HI Brent,

On Fri, Jun 5, 2009 at 3:46 PM, Brent
Gulanowski<[email protected]> wrote:
> I see. However, it seems counter-intuitive to me to use an automated tool to 
> generate project files meant primarily to be read and processed by Xcode, for 
> human users. Why not just generate build file formats themselves designed for 
> automated processing? Xcode is a user tool.

Um.... you are a little short of grasping just how powerful CMake is...

CMake generates project files for many different tools, it allows you
to use one set of build scripts for all platforms, so you can move
from VS 7 to VS 8 to Cygin to Linux with Makefiles, to Linux with
KDevelop, to OSX with Makefile, OSX with XCode etc.

CMake also can query all your dependencies and switch the build on/off
of various components.  This is critical for projects like the OSG
that has hundreds of separate components libs/examples.

Do stuff just in XCode and all you do is a that fixed subset that
you've configured by hand, and if the XCode project format change you
have to port to this new version of XCode and then you loose the
ability to port back to older version of XCode if you have too...


>If you're going to use Xcode to do OSG development, then it only makes sense 
>to manage the project by hand. If, alternatively, you aren't going to use 
>Xcode, it doesn't make much sense to me to generate Xcode project files by any 
>means, by hand or using an automated system.

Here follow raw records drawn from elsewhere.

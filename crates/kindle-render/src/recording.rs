//! A canvas that records calls instead of drawing, for tests and headless runs

use crate::canvas::{Canvas, PixelFormat};
use kindle_core::{Color, KindleError, Rect, Result};

/// Handle to a texture created by a [`RecordingCanvas`]
#[derive(Debug, Clone, PartialEq, Eq)]
pub struct RecordedTexture {
    pub id: u32,
    pub width: u32,
    pub height: u32,
    pub format: PixelFormat,
}

/// One recorded canvas call. Textures are referred to by id.
#[derive(Debug, Clone, PartialEq)]
pub enum CanvasCall {
    CreateTexture {
        id: u32,
        format: PixelFormat,
        width: u32,
        height: u32,
    },
    SetRenderTarget(Option<u32>),
    SetDrawColor(Color),
    Clear,
    SetViewport(Option<Rect>),
    CopyRotated {
        texture: u32,
        src: Rect,
        dst: Rect,
        angle: f64,
    },
    Present,
}

#[derive(Debug, Default)]
pub struct RecordingCanvas {
    calls: Vec<CanvasCall>,
    next_id: u32,
    fail_textures: bool,
}

impl RecordingCanvas {
    pub fn new() -> Self {
        Self::default()
    }

    /// Make every following texture creation fail with `RenderError`
    pub fn fail_texture_creation(&mut self, fail: bool) {
        self.fail_textures = fail;
    }

    pub fn calls(&self) -> &[CanvasCall] {
        &self.calls
    }

    /// Take the recorded calls, leaving the log empty
    pub fn drain(&mut self) -> Vec<CanvasCall> {
        std::mem::take(&mut self.calls)
    }

    pub fn textures_created(&self) -> usize {
        self.calls
            .iter()
            .filter(|call| matches!(call, CanvasCall::CreateTexture { .. }))
            .count()
    }
}

impl Canvas for RecordingCanvas {
    type Texture = RecordedTexture;

    fn create_target_texture(
        &mut self,
        format: PixelFormat,
        width: u32,
        height: u32,
    ) -> Result<RecordedTexture> {
        if self.fail_textures {
            return Err(KindleError::RenderError(format!(
                "texture creation disabled ({width}x{height})"
            )));
        }

        let id = self.next_id;
        self.next_id += 1;
        self.calls.push(CanvasCall::CreateTexture {
            id,
            format,
            width,
            height,
        });
        Ok(RecordedTexture {
            id,
            width,
            height,
            format,
        })
    }

    fn set_render_target(&mut self, target: Option<&RecordedTexture>) -> Result<()> {
        self.calls
            .push(CanvasCall::SetRenderTarget(target.map(|t| t.id)));
        Ok(())
    }

    fn set_draw_color(&mut self, color: Color) {
        self.calls.push(CanvasCall::SetDrawColor(color));
    }

    fn clear(&mut self) -> Result<()> {
        self.calls.push(CanvasCall::Clear);
        Ok(())
    }

    fn set_viewport(&mut self, viewport: Option<Rect>) -> Result<()> {
        self.calls.push(CanvasCall::SetViewport(viewport));
        Ok(())
    }

    fn copy_rotated(
        &mut self,
        texture: &RecordedTexture,
        src: Rect,
        dst: Rect,
        angle: f64,
    ) -> Result<()> {
        self.calls.push(CanvasCall::CopyRotated {
            texture: texture.id,
            src,
            dst,
            angle,
        });
        Ok(())
    }

    fn present(&mut self) {
        self.calls.push(CanvasCall::Present);
    }
}
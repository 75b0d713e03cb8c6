//! Action bindings: logical inputs backed by several physical ones

use crate::gamepad::{GamepadButton, GamepadSelector};
use crate::mouse::MouseButtons;
use kindle_core::{KindleError, Result};
use std::collections::HashMap;
use winit::keyboard::KeyCode;

/// Alternate bindings per device type (e.g. WASD plus arrow keys)
pub const BINDING_SLOTS: usize = 2;

/// A gamepad button bound to an action, together with the pad it is read from
#[derive(Debug, Clone, Copy, PartialEq, Eq, Hash)]
pub struct ButtonBinding {
    pub button: GamepadButton,
    pub gamepad: GamepadSelector,
}

impl ButtonBinding {
    pub fn new(button: GamepadButton, gamepad: GamepadSelector) -> Self {
        Self { button, gamepad }
    }
}

/// Everything an action listens to. `None` slots and an empty mouse mask
/// are unbound.
#[derive(Debug, Clone, Default, PartialEq, Eq)]
pub struct ActionBinding {
    pub keys: [Option<KeyCode>; BINDING_SLOTS],
    pub buttons: [Option<ButtonBinding>; BINDING_SLOTS],
    pub mouse: MouseButtons,
}

impl ActionBinding {
    pub fn is_unbound(&self) -> bool {
        self.keys.iter().all(Option::is_none)
            && self.buttons.iter().all(Option::is_none)
            && self.mouse.is_empty()
    }
}

/// Fixed-capacity table of action bindings.
///
/// The capacity is chosen once at construction; ids at or beyond it are
/// rejected rather than read or written.
#[derive(Debug, Clone, Default)]
pub struct ActionTable {
    bindings: Box<[ActionBinding]>,
    names: HashMap<String, usize>,
}

impl ActionTable {
    /// Allocate `count` unbound actions
    pub fn with_capacity(count: usize) -> Result<Self> {
        let mut bindings = Vec::new();
        bindings.try_reserve_exact(count).map_err(|e| {
            KindleError::AllocationFailed(format!("action table for {count} actions: {e}"))
        })?;
        bindings.resize_with(count, ActionBinding::default);

        Ok(Self {
            bindings: bindings.into_boxed_slice(),
            names: HashMap::new(),
        })
    }

    pub fn len(&self) -> usize {
        self.bindings.len()
    }

    pub fn is_empty(&self) -> bool {
        self.bindings.is_empty()
    }

    pub fn get(&self, action: usize) -> Option<&ActionBinding> {
        self.bindings.get(action)
    }

    /// Bind `key` to slot 0 or 1. Returns false without writing if either
    /// index is out of range.
    pub fn set_key(&mut self, action: usize, key: KeyCode, slot: usize) -> bool {
        match self.slot_mut(action, slot) {
            Some(binding) => {
                binding.keys[slot] = Some(key);
                true
            }
            None => false,
        }
    }

    /// Bind a gamepad button to slot 0 or 1
    pub fn set_button(&mut self, action: usize, button: ButtonBinding, slot: usize) -> bool {
        match self.slot_mut(action, slot) {
            Some(binding) => {
                binding.buttons[slot] = Some(button);
                true
            }
            None => false,
        }
    }

    /// Bind a mouse mask; `MouseButtons::NONE` unbinds the mouse
    pub fn set_mouse(&mut self, action: usize, mouse: MouseButtons) -> bool {
        match self.bindings.get_mut(action) {
            Some(binding) => {
                binding.mouse = mouse;
                true
            }
            None => false,
        }
    }

    pub fn clear(&mut self, action: usize) -> bool {
        match self.bindings.get_mut(action) {
            Some(binding) => {
                *binding = ActionBinding::default();
                true
            }
            None => false,
        }
    }

    /// Attach a lookup name to an action id
    pub fn set_name(&mut self, action: usize, name: impl Into<String>) -> bool {
        if action >= self.bindings.len() {
            return false;
        }
        self.names.insert(name.into(), action);
        true
    }

    pub fn id(&self, name: &str) -> Option<usize> {
        self.names.get(name).copied()
    }

    /// Registered names with their ids, sorted by id
    pub fn names(&self) -> Vec<(&str, usize)> {
        let mut names: Vec<(&str, usize)> =
            self.names.iter().map(|(k, v)| (k.as_str(), *v)).collect();
        names.sort_by_key(|(_, id)| *id);
        names
    }

    fn slot_mut(&mut self, action: usize, slot: usize) -> Option<&mut ActionBinding> {
        if slot >= BINDING_SLOTS {
            return None;
        }
        self.bindings.get_mut(action)
    }
}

We you can make any decision for your own code as you can limit who
builds against it and you can limit just how complicated your build
is.   The OSG pushes build systems because of it's extreme portability
and number of components and wide range dependencies, for the OSG
project CMake is a god send.


>> One thing I am aware of is that XCode isn't forwards/backwards
>> compatible w.r.t it's own project file format, so if you aren't using
>> the same version that Stephan is using then there is good chance that
>> you'll see problems.   Perhaps Stephan will spot this thread and fill
>> in more details.
>
> While this is true, it does not lead to problems of the sort I'm 
> experiencing. All Xcode 3.x version are able to read and write Xcode 2 and 
> later formats. The project file in the distribution is set to Xcode 3, and 
> I'm using the iPhone Dev Kit v3, which uses Xcode 3.1.3.

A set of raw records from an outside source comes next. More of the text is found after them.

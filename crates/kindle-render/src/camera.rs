//! 2D camera: a view rectangle in the world plus the texture it renders into

use crate::canvas::{Canvas, PixelFormat};
use kindle_core::{KindleError, Point, Rect, Result};

/// A 2D camera.
///
/// The view rectangle lives in world coordinates; its size is also the size
/// of the render target texture. The viewport is the region of the window
/// the rendered view is stretched onto.
#[derive(Debug)]
pub struct Camera<T> {
    view: Rect,
    /// Rotation in degrees, clockwise
    rotation: f64,
    viewport: Rect,
    render_target: T,
    pixel_format: PixelFormat,
}

impl<T> Camera<T> {
    /// Create a camera at the world origin with a `width` x `height` view
    pub fn new<C>(
        canvas: &mut C,
        width: i32,
        height: i32,
        viewport: Rect,
        pixel_format: PixelFormat,
    ) -> Result<Self>
    where
        C: Canvas<Texture = T> + ?Sized,
    {
        let render_target = create_target(canvas, pixel_format, width, height)?;
        log::debug!("Camera created with a {width}x{height} view");

        Ok(Self {
            view: Rect::new(0, 0, width, height),
            rotation: 0.0,
            viewport,
            render_target,
            pixel_format,
        })
    }

    /// Move the view by an offset
    pub fn move_by(&mut self, offset: Point) {
        self.view.x += offset.x;
        self.view.y += offset.y;
    }

    /// Add `delta_degrees` to the rotation
    pub fn rotate(&mut self, delta_degrees: f64) {
        self.rotation += delta_degrees;
    }

    /// Center the view on a world position
    pub fn look_at(&mut self, position: Point) {
        self.view.x = position.x - self.view.w / 2;
        self.view.y = position.y - self.view.h / 2;
    }

    /// Place the top-left corner of the view at a world position
    pub fn set_position(&mut self, position: Point) {
        self.view.x = position.x;
        self.view.y = position.y;
    }

    pub fn set_x(&mut self, x: i32) {
        self.view.x = x;
    }

    pub fn set_y(&mut self, y: i32) {
        self.view.y = y;
    }

    pub fn set_rotation(&mut self, degrees: f64) {
        self.rotation = degrees;
    }

    /// Resize the view, recreating the render target.
    ///
    /// Does nothing when the size is unchanged. On failure the camera keeps
    /// its old size and texture. Must not be called while the canvas is
    /// drawing into this camera's target.
    pub fn set_size<C>(&mut self, canvas: &mut C, size: Point) -> Result<()>
    where
        C: Canvas<Texture = T> + ?Sized,
    {
        if self.view.size() == size {
            return Ok(());
        }

        self.render_target = create_target(canvas, self.pixel_format, size.x, size.y)?;
        self.view.w = size.x;
        self.view.h = size.y;
        log::debug!("Camera resized to {}x{}", size.x, size.y);
        Ok(())
    }

    pub fn set_width<C>(&mut self, canvas: &mut C, width: i32) -> Result<()>
    where
        C: Canvas<Texture = T> + ?Sized,
    {
        self.set_size(canvas, Point::new(width, self.view.h))
    }

    pub fn set_height<C>(&mut self, canvas: &mut C, height: i32) -> Result<()>
    where
        C: Canvas<Texture = T> + ?Sized,
    {
        self.set_size(canvas, Point::new(self.view.w, height))
    }

    /// Top-left corner of the view in the world
    pub fn position(&self) -> Point {
        self.view.position()
    }

    pub fn x(&self) -> i32 {
        self.view.x
    }

    pub fn y(&self) -> i32 {
        self.view.y
    }

    pub fn size(&self) -> Point {
        self.view.size()
    }

    pub fn width(&self) -> i32 {
        self.view.w
    }

    pub fn height(&self) -> i32 {
        self.view.h
    }

    pub fn rotation(&self) -> f64 {
        self.rotation
    }

    /// The view rectangle in world coordinates
    pub fn bounds(&self) -> Rect {
        self.view
    }

    /// The texture to draw world content into
    pub fn render_target(&self) -> &T {
        &self.render_target
    }

    pub fn viewport(&self) -> Rect {
        self.viewport
    }

    pub fn set_viewport(&mut self, viewport: Rect) {
        self.viewport = viewport;
    }

    pub fn pixel_format(&self) -> PixelFormat {
        self.pixel_format
    }

    /// Convert a window position inside `viewport` to a world position
    pub fn screen_to_world(&self, screen: Point, viewport: Rect) -> Point {
        let sx = self.view.w as f32 / viewport.w as f32;
        let sy = self.view.h as f32 / viewport.h as f32;
        Point::new(
            ((screen.x - viewport.x) as f32 * sx) as i32 + self.view.x,
            ((screen.y - viewport.y) as f32 * sy) as i32 + self.view.y,
        )
    }

    /// Convert a world position to a window position inside `viewport`
    pub fn world_to_screen(&self, world: Point, viewport: Rect) -> Point {
        let sx = viewport.w as f32 / self.view.w as f32;
        let sy = viewport.h as f32 / self.view.h as f32;
        Point::new(
            ((world.x - self.view.x) as f32 * sx) as i32 + viewport.x,
            ((world.y - self.view.y) as f32 * sy) as i32 + viewport.y,
        )
    }
}

fn create_target<C: Canvas + ?Sized>(
    canvas: &mut C,
    format: PixelFormat,
    width: i32,
    height: i32,
) -> Result<C::Texture> {
    match (u32::try_from(width), u32::try_from(height)) {
        (Ok(w), Ok(h)) if w > 0 && h > 0 => canvas.create_target_texture(format, w, h),
        _ => Err(KindleError::RenderError(format!(
            "invalid camera size {width}x{height}"
        ))),
    }
}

It does still sound like your experiencing problems with hand built
XCode project being too inflexible.

Try CMake, it's XCode support isn't perfect but it may well be better
than the hand built ones.

Also consider building the OSG using Makefiles.  It's far easier to
automate builds using Makefiles.  You'll be primarily and end user of
the OSG rather than a developer of the OSG, so all you mostly should
need form the OSG is the binaries/libraries and headers.

Robert.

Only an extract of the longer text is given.